■ **What the exercise asks**
In the entries below, which lines run from the one containing "tokens never expire." to the one containing "let path = path.as_ref();"? Copy exactly those lines, ends included, and no others.

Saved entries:
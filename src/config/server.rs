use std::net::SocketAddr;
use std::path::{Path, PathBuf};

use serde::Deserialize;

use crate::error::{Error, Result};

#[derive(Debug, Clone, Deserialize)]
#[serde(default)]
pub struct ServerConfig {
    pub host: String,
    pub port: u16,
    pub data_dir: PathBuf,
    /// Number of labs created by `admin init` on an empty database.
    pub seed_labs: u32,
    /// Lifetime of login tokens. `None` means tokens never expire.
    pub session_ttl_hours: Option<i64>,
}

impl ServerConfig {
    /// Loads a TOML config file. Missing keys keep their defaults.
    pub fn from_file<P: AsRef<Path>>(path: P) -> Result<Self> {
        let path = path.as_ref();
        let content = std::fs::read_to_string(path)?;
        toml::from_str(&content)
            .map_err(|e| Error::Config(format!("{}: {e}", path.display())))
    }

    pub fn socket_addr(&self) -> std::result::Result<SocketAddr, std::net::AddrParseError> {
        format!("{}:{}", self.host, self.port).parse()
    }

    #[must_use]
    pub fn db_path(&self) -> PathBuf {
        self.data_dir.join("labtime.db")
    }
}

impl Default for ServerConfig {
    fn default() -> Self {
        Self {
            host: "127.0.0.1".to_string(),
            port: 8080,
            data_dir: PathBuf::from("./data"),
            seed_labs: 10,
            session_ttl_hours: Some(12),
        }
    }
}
* * *
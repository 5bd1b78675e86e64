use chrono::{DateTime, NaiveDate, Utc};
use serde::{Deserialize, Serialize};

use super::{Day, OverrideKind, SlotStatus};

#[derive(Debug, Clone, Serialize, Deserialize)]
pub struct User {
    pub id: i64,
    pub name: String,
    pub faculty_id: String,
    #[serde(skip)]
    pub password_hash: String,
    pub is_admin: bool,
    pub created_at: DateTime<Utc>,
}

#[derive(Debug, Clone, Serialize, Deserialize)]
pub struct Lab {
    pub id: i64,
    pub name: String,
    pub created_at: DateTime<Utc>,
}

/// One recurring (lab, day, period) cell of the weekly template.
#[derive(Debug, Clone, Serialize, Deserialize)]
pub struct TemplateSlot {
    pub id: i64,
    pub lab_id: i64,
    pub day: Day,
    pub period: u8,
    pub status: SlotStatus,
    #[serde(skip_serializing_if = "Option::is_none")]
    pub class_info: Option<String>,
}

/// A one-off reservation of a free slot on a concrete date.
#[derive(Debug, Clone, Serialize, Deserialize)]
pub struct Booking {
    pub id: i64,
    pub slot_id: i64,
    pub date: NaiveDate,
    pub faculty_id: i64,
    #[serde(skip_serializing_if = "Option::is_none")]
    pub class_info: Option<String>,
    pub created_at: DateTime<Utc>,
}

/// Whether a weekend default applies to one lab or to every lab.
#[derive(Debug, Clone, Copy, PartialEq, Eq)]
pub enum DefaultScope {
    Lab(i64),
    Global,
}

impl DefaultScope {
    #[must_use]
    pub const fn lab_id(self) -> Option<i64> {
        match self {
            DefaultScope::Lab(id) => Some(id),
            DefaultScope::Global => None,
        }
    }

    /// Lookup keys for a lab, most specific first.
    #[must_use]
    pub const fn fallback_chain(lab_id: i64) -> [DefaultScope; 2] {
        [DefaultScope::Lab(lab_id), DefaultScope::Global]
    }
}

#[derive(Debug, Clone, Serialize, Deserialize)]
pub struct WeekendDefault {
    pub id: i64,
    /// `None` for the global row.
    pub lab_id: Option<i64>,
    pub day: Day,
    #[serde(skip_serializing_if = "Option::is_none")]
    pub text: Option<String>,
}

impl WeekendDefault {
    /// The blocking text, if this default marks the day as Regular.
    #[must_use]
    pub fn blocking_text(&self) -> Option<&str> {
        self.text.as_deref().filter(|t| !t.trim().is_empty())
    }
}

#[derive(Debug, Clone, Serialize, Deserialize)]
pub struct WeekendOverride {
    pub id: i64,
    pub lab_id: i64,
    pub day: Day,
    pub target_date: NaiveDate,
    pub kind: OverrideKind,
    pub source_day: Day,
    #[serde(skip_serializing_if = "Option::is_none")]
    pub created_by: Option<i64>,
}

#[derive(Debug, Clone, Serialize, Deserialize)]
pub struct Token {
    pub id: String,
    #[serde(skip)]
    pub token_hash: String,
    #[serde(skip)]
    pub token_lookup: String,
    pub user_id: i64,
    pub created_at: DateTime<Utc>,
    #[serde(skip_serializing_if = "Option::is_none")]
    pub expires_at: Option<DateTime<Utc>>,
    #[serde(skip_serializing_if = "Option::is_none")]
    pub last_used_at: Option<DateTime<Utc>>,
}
* * *
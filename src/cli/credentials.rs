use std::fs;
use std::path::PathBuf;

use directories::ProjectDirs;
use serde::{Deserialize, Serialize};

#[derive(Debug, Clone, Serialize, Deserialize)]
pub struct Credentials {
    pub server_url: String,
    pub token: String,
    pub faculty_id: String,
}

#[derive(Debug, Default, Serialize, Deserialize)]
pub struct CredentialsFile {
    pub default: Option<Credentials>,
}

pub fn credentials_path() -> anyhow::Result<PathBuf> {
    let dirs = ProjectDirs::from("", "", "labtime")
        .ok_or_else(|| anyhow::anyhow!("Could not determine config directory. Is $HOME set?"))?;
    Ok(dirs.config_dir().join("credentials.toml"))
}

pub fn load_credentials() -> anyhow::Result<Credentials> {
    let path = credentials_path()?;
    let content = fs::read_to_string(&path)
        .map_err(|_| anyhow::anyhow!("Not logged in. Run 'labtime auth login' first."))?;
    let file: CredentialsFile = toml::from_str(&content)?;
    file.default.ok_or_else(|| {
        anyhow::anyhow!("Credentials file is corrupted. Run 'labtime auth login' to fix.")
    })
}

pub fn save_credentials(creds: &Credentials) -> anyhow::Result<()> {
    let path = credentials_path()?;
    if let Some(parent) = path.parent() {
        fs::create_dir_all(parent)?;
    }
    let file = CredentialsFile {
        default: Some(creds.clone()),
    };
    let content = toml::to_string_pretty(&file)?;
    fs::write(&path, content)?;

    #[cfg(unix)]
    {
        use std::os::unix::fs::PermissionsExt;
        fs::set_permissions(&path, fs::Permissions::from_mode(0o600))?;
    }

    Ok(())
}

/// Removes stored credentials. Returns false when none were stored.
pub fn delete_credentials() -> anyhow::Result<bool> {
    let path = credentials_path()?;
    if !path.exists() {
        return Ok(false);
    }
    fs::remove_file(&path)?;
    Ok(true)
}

■ **Answer**
    /// Lifetime of login tokens. `None` means tokens never expire.
    pub session_ttl_hours: Option<i64>,
}

impl ServerConfig {
    /// Loads a TOML config file. Missing keys keep their defaults.
    pub fn from_file<P: AsRef<Path>>(path: P) -> Result<Self> {
        let path = path.as_ref();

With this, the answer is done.